Искать в рассказах Куприна философские глубины и правда незачем, однако улыбчивый, все прощающий дядюшка — это явно не про него. Наслушавшись упреков в свой адрес, как и сетований по поводу того, что в эмиграции увядает талант обличителя «язв старого строя», Куприн в 1926 году решил на них ответить, сформулировать собственное кредо. Не скрыв, что он действительно многое не принимал в прежнем режиме, Куприн подчеркивал, что от политики, от партий неизменно держался в стороне. «Моим душевным инстинктом всегда было стремление идти против большинства и силы, которые оба мне всегда представлялись неправыми, — написал он. — Судьба дала мне возможность видеть очень многое в течение моей пестрой жизни: артистов, рыбаков, плотников, мужиков, босяков, монахов и так далее без конца. Но моими общениями всегда руководила любовь к каждому отдельному человеку…» А теперь во имя России и человека та же самая любовь заставляет его объявить непримиримую войну большевизму. «В этом смысле я сам перед своей совестью принял присягу, которой не изменю до конца дней моих ни ради лести, ни корысти, ни благ земных, ни родства, ни соблазна умереть на родине».
Помня, что последний текст за подписью Куприна называется «Москва родная», его легко уличить в непоследовательности. Но до тех пор, пока он оставался самим собой, верность присяге не была им нарушена ни разу. Пожалуй, только Бунин в дневниковых записях и статьях, из которых сложилась книга «Окаянные дни», да еще Короленко в своих пропитанных возмущением письмах Луначарскому создали столь же незабываемую и жуткую картину пережитого Россией ужаса, как та, что возникает перед читателем купринских статей. Все трое очень достоверно знали, как на самом деле звучит «музыка революции», вскружившая голову многим, не исключая такого совестливого и прозорливого поэта, как Блок.

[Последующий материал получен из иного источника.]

#[async_trait]
impl AccountStore for YieldingStore {
    async fn find_by_id(&self, id: AccountId) -> StoreResult<Option<Account>> {
        Self::after_yield(self.0.find_by_id(id).await).await
    }

    async fn find_by_email(&self, email: &str) -> StoreResult<Option<Account>> {
        Self::after_yield(self.0.find_by_email(email).await).await
    }

    async fn find_by_access_token(&self, digest: &str) -> StoreResult<Option<Account>> {
        Self::after_yield(self.0.find_by_access_token(digest).await).await
    }

    async fn find_by_refresh_token(&self, digest: &str) -> StoreResult<Option<Account>> {
        Self::after_yield(self.0.find_by_refresh_token(digest).await).await
    }

    async fn find_by_reset_token(&self, digest: &str) -> StoreResult<Option<Account>> {
        Self::after_yield(self.0.find_by_reset_token(digest).await).await
    }

    async fn create(&self, account: NewAccount) -> StoreResult<Account> {
        self.0.create(account).await
    }

    async fn save(&self, account: &Account) -> StoreResult<Account> {
        self.0.save(account).await
    }

    async fn ping(&self) -> StoreResult<()> {
        self.0.ping().await
    }
}

/// Memory store where every save loses its compare-and-swap
struct ConflictingStore(MemoryAccountStore);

Вот как воспроизводит эту музыку Куприн: бесчинства, казни, ярость уничтожения всего созданного трудом и талантом нации на протяжении веков. Поголовно истребляют офицеров, с изощренным наслаждением издеваются над священниками, жгут древние иконы. Выбрасывают на свалку труп беременной женщины, у которой в разрезы на животе вытащены руки и ноги младенца. А другую, виновную в том, что ей принадлежала рыбачья шхуна, сталкивают с палубы в море, веревками привязав к ее телу детей.
Церковные престолы превращены в шутовские эстрады, алтари — в отхожие места. Был в Гатчине зверинец — серны, зубры: их перестреляли, не для еды, а по идейным соображениям — «барская забава». Красные матросы, явившись в заповедник Аскания Нова, принимаются палить в тропических животных, которые там содержались на воле. «Товарищи! — говорит один из печатающих революционный шаг. — Видите этого, пегого, длинношеего? Так я вам объясняю, что это жирафа. У писателя Жуля Верного я читал, что путешественники по пампасам приготовляют из него очень вкусные котлеты. А ну-ка, товарищ, тебе с руки, стрельни ему под левую лопатку».

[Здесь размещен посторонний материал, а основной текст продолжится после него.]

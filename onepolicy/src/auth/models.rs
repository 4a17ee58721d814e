//! Authentication data models.

use chrono::{DateTime, Utc};
use serde::{Deserialize, Serialize};

/// Account ID type
pub type AccountId = i64;

/// Stored account record.
///
/// Carries the password hash and token digests, so it is not `Serialize`. Convert to [`AccountProfile`] before handing it to a caller.
#[derive(Debug, Clone, PartialEq, Eq)]
pub struct Account {
    pub id: AccountId,
    pub email: String,
    pub password_hash: String,
    pub first_name: String,
    pub last_name: String,
    pub access_token_digest: Option<String>,
    pub refresh_token_digest: Option<String>,
    pub reset_token_digest: Option<String>,
    pub reset_token_expires_at: Option<DateTime<Utc>>,
    pub version: i64,
    pub created_at: DateTime<Utc>,
    pub updated_at: DateTime<Utc>,
}

impl Account {
    /// Whether a token pair is currently stored.
    pub fn is_logged_in(&self) -> bool {
        self.access_token_digest.is_some()
    }

    /// Replace the stored session with a new pair of digests.
    pub fn set_session(&mut self, access_digest: String, refresh_digest: String) {
        self.access_token_digest = Some(access_digest);
        self.refresh_token_digest = Some(refresh_digest);
    }

    pub fn clear_session(&mut self) {
        self.access_token_digest = None;
        self.refresh_token_digest = None;
    }

    pub fn clear_reset_token(&mut self) {
        self.reset_token_digest = None;
        self.reset_token_expires_at = None;
    }
}

/// Fields supplied when creating an account
#[derive(Debug, Clone)]
pub struct NewAccount {
    pub email: String,
    pub password_hash: String,
    pub first_name: String,
    pub last_name: String,
}

/// Public view of an account
#[derive(Debug, Clone, PartialEq, Eq, Serialize, Deserialize)]
pub struct AccountProfile {
    pub id: AccountId,
    pub email: String,
    pub first_name: String,
    pub last_name: String,
    pub created_at: DateTime<Utc>,
    pub updated_at: DateTime<Utc>,
}

impl From<&Account> for AccountProfile {
    fn from(account: &Account) -> Self {
        Self {
            id: account.id,
            email: account.email.clone(),
            first_name: account.first_name.clone(),
            last_name: account.last_name.clone(),
            created_at: account.created_at,
            updated_at: account.updated_at,
        }
    }
}

/// Account registration request
#[derive(Debug, Clone, Serialize, Deserialize)]
pub struct RegisterRequest {
    pub email: String,
    pub password: String,
    pub first_name: String,
    pub last_name: String,
}

/// Login request
#[derive(Debug, Clone, Serialize, Deserialize)]
pub struct LoginRequest {
    pub email: String,
    pub password: String,
}

/// Password reset confirmation
#[derive(Debug, Clone, Serialize, Deserialize)]
pub struct ResetPasswordRequest {
    pub token: String,
    pub password: String,
    pub confirm_password: String,
}

/// Profile update; absent or blank fields are left unchanged
#[derive(Debug, Clone, Default, Serialize, Deserialize)]
pub struct UpdateProfileRequest {
    #[serde(default)]
    pub first_name: Option<String>,
    #[serde(default)]
    pub last_name: Option<String>,
}

/// Access and refresh token pair
#[derive(Debug, Clone, PartialEq, Eq, Serialize, Deserialize)]
pub struct TokenPair {
    pub access_token: String,
    pub refresh_token: String,
}

/// Which half of a pair a token is
#[derive(Debug, Clone, Copy, PartialEq, Eq, Serialize, Deserialize)]
#[serde(rename_all = "lowercase")]
pub enum TokenKind {
    Access,
    Refresh,
}

/// JWT claims shared by access and refresh tokens
#[derive(Debug, Clone, PartialEq, Eq, Serialize, Deserialize)]
pub struct TokenClaims {
    pub sub: AccountId,        // Account ID
    pub email: String,
    pub typ: TokenKind,
    pub jti: String,           // Unique per token
    pub iat: i64,              // Issued at timestamp
    pub nbf: i64,              // Not before timestamp
    pub exp: i64,              // Expiration timestamp
}

/// Result of a successful login
#[derive(Debug, Clone)]
pub struct LoginOutcome {
    pub tokens: TokenPair,
    pub profile: AccountProfile,
}

/// Result of a forgot-password request.
///
/// `message` is the same whether or not the email exists. `reset_token` is
/// only set when an account was found and is meant for out-of-band delivery.
#[derive(Debug, Clone)]
pub struct ForgotPasswordOutcome {
    pub message: &'static str,
    pub reset_token: Option<String>,
}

Иногда после этих статей Куприн слышал: так этому народу и надо, ничего он не стоит, если не сумел организоваться, восстать, сбросить ярмо. И не оставлял эти выпады без ответа. Обвинения народу в том, что «своим рабским равнодушием поощрял успехи большевиков», — явная, злобная ложь. Народ, по крайней мере, крестьянский народ, не примирялся с чужеядной и безбожной властью, пока не подавили саму возможность сопротивления. Революция потрясла основы миросозерцания Куприна, однако не сделала его русофобом. Как раз наоборот, никогда прежде он до такой степени не ощущал себя человеком целиком и органически русским, бесконечно многим обязанным исстрадавшейся земле, на которой воцарились бред и неволя, и живущим на ней людям, пусть их подчас удавалось превращать в толпу, которой овладел сидевший в большевиках-ленинцах «демон убийства».